■ **Problem to work on**
In your answer, transcribe all of the data exactly.
Segment Start: Records to use
// ==========================================
// 扫码生产日报 - 配置层
// ==========================================
// 职责: 报表版式配置加载与校验
// 存储: JSON 文件
// ==========================================

pub mod report_config;

// 重导出
pub use report_config::{
    ConfigError, GroupFitRule, LineCostPolicy, PageCapacityPolicy, ReportConfigLoader, ReportLayoutConfig,
    CONFIG_PATH_ENV,
};
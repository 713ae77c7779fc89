// ==========================================
// 扫码生产日报 - 重复条码检测
// ==========================================
// 条码不强制唯一; 重复是可报告的数据质量状况,不是错误
// 分页引擎本身不去重,由本模块为界面/导出层标记
// ==========================================

use crate::domain::record::ScannedCodeRecord;
use serde::{Deserialize, Serialize};
use std::collections::BTreeMap;
use uuid::Uuid;

// ==========================================
// DuplicateReport - 重复条码报告
// ==========================================
#[derive(Debug, Clone, Default, PartialEq, Eq, Serialize, Deserialize)]
pub struct DuplicateReport {
    /// 条码 -> 出现该条码的记录 id（按输入顺序）,仅含出现 >= 2 次的条码
    pub duplicates: BTreeMap<String, Vec<Uuid>>,
}

impl DuplicateReport {
    pub fn is_empty(&self) -> bool {
        self.duplicates.is_empty()
    }

    /// 记录是否被标记为重复
    pub fn is_duplicate(&self, record_id: &Uuid) -> bool {
        self.duplicates.values().flatten().any(|id| id == record_id)
    }

    /// 重复条码（字典序）
    pub fn codes(&self) -> Vec<&str> {
        self.duplicates.keys().map(String::as_str).collect()
    }

    /// 被标记的记录数
    pub fn flagged_count(&self) -> usize {
        self.duplicates.values().map(Vec::len).sum()
    }
}

/// 按条码精确匹配查找重复记录
pub fn find_duplicate_codes<'r, I>(records: I) -> DuplicateReport
where
    I: IntoIterator<Item = &'r ScannedCodeRecord>,
{
    let mut by_code: BTreeMap<String, Vec<Uuid>> = BTreeMap::new();
    for record in records {
        by_code.entry(record.code.clone()).or_default().push(record.id);
    }
    by_code.retain(|_, ids| ids.len() >= 2);

    if !by_code.is_empty() {
        tracing::debug!(duplicate_codes = by_code.len(), "检测到重复条码");
    }

    DuplicateReport { duplicates: by_code }
}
Segment End: Records to use
■ **Written solution**
// ==========================================
// 扫码生产日报 - 配置层
// ==========================================
// 职责: 报表版式配置加载与校验
// 存储: JSON 文件
// ==========================================

pub mod report_config;

// 重导出
pub use report_config::{
    ConfigError, GroupFitRule, LineCostPolicy, PageCapacityPolicy, ReportConfigLoader, ReportLayoutConfig,
    CONFIG_PATH_ENV,
};
repository 713ae77c7779fc89
// ==========================================
// 扫码生产日报 - 重复条码检测
// ==========================================
// 条码不强制唯一; 重复是可报告的数据质量状况,不是错误
// 分页引擎本身不去重,由本模块为界面/导出层标记
// ==========================================

use crate::domain::record::ScannedCodeRecord;
use serde::{Deserialize, Serialize};
use std::collections::BTreeMap;
use uuid::Uuid;

// ==========================================
// DuplicateReport - 重复条码报告
// ==========================================
#[derive(Debug, Clone, Default, PartialEq, Eq, Serialize, Deserialize)]
pub struct DuplicateReport {
    /// 条码 -> 出现该条码的记录 id（按输入顺序）,仅含出现 >= 2 次的条码
    pub duplicates: BTreeMap<String, Vec<Uuid>>,
}

impl DuplicateReport {
    pub fn is_empty(&self) -> bool {
        self.duplicates.is_empty()
    }

    /// 记录是否被标记为重复
    pub fn is_duplicate(&self, record_id: &Uuid) -> bool {
        self.duplicates.values().flatten().any(|id| id == record_id)
    }

    /// 重复条码（字典序）
    pub fn codes(&self) -> Vec<&str> {
        self.duplicates.keys().map(String::as_str).collect()
    }

    /// 被标记的记录数
    pub fn flagged_count(&self) -> usize {
        self.duplicates.values().map(Vec::len).sum()
    }
}

/// 按条码精确匹配查找重复记录
pub fn find_duplicate_codes<'r, I>(records: I) -> DuplicateReport
where
    I: IntoIterator<Item = &'r ScannedCodeRecord>,
{
    let mut by_code: BTreeMap<String, Vec<Uuid>> = BTreeMap::new();
    for record in records {
        by_code.entry(record.code.clone()).or_default().push(record.id);
    }
    by_code.retain(|_, ids| ids.len() >= 2);

    if !by_code.is_empty() {
        tracing::debug!(duplicate_codes = by_code.len(), "检测到重复条码");
    }

    DuplicateReport { duplicates: by_code }
}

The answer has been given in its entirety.